**EXERCISE BRIEF**
Below is a listing; restate from it, character for character, the lines beginning at the line holding "the canonical-name list" and ending at the line holding "const ALIAS_ARROW: &str", both included.

**DATA RECORDS**
'''

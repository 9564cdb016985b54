//! Vocabulary loading and pattern compilation
//!
//! The vocabulary is a plain-text file with two sections:
//!
//! ```text
//! [COUNTRIES]
//! chad
//! united states of america
//!
//! [ALTERNATES]
//! usa -> united states of america
//! ```
//!
//! Canonical names and aliases share one matching namespace; an alias always
//! resolves to its canonical name in emitted events.

pub mod index;

pub use index::{MatchOccurrence, PatternIndex};

use std::collections::{HashMap, HashSet};
use std::path::Path;

use crate::{Error, Result};

/// Section header opening the canonical-name list
const SECTION_COUNTRIES: &str = "[COUNTRIES]";
/// Section header opening the alias list
const SECTION_ALTERNATES: &str = "[ALTERNATES]";
/// Separator between an alias and its canonical name
const ALIAS_ARROW: &str = "->";

/// A parsed vocabulary: canonical country names plus alias mappings
#[derive(Debug, Clone, Default)]
pub struct Vocabulary {
    canonical: HashSet<String>,
    aliases: HashMap<String, String>,
}

impl Vocabulary {
    /// Load a vocabulary from the two-section text file
    ///
    /// Lines outside a recognized section are ignored. Alternates lines
    /// without `->` are silently skipped. A missing or unreadable file is an
    /// error — callers treat this as fatal at startup.
    ///
    /// # Errors
    ///
    /// Returns [`Error::Vocabulary`] if the file cannot be read.
    pub fn load(path: &Path) -> Result<Self> {
        let contents = std::fs::read_to_string(path).map_err(|e| {
            Error::Vocabulary(format!("cannot read {}: {e}", path.display()))
        })?;
        Ok(Self::parse(&contents))
    }

    /// Parse vocabulary text (see [`Vocabulary::load`] for the format)
    #[must_use]
    pub fn parse(contents: &str) -> Self {
        enum Section {
            None,
            Countries,
            Alternates,
        }

        let mut vocab = Self::default();
        let mut section = Section::None;

        for line in contents.lines() {
            let line = line.trim();
            if line.is_empty() {
                continue;
            }
            match line {
                SECTION_COUNTRIES => section = Section::Countries,
                SECTION_ALTERNATES => section = Section::Alternates,
                _ => match section {
                    Section::Countries => {
                        vocab.canonical.insert(normalize(line));
                    }
                    Section::Alternates => {
                        // Lines without the arrow are dropped, not surfaced
                        if let Some((alias, name)) = line.split_once(ALIAS_ARROW) {
                            vocab.aliases.insert(normalize(alias), normalize(name));
                        }
                    }
                    Section::None => {}
                },
            }
        }

        vocab
    }

    /// Build a vocabulary directly from parts (tests, embedded defaults)
    pub fn from_parts<C, A>(canonical: C, aliases: A) -> Self
    where
        C: IntoIterator<Item = String>,
        A: IntoIterator<Item = (String, String)>,
    {
        Self {
            canonical: canonical.into_iter().map(|s| normalize(&s)).collect(),
            aliases: aliases
                .into_iter()
                .map(|(a, c)| (normalize(&a), normalize(&c)))
                .collect(),
        }
    }

    /// Canonical country names
    #[must_use]
    pub const fn canonical(&self) -> &HashSet<String> {
        &self.canonical
    }

    /// Alias-to-canonical mappings
    #[must_use]
    pub const fn aliases(&self) -> &HashMap<String, String> {
        &self.aliases
    }

    /// True when neither section produced an entry
    #[must_use]
    pub fn is_empty(&self) -> bool {
        self.canonical.is_empty() && self.aliases.is_empty()
    }
}

/// Normalize a vocabulary entry: lowercase, trimmed
fn normalize(s: &str) -> String {
    s.trim().to_lowercase()
}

'''

**WRITTEN SOLUTION**
/// Section header opening the canonical-name list
const SECTION_COUNTRIES: &str = "[COUNTRIES]";
/// Section header opening the alias list
const SECTION_ALTERNATES: &str = "[ALTERNATES]";
/// Separator between an alias and its canonical name
const ALIAS_ARROW: &str = "->";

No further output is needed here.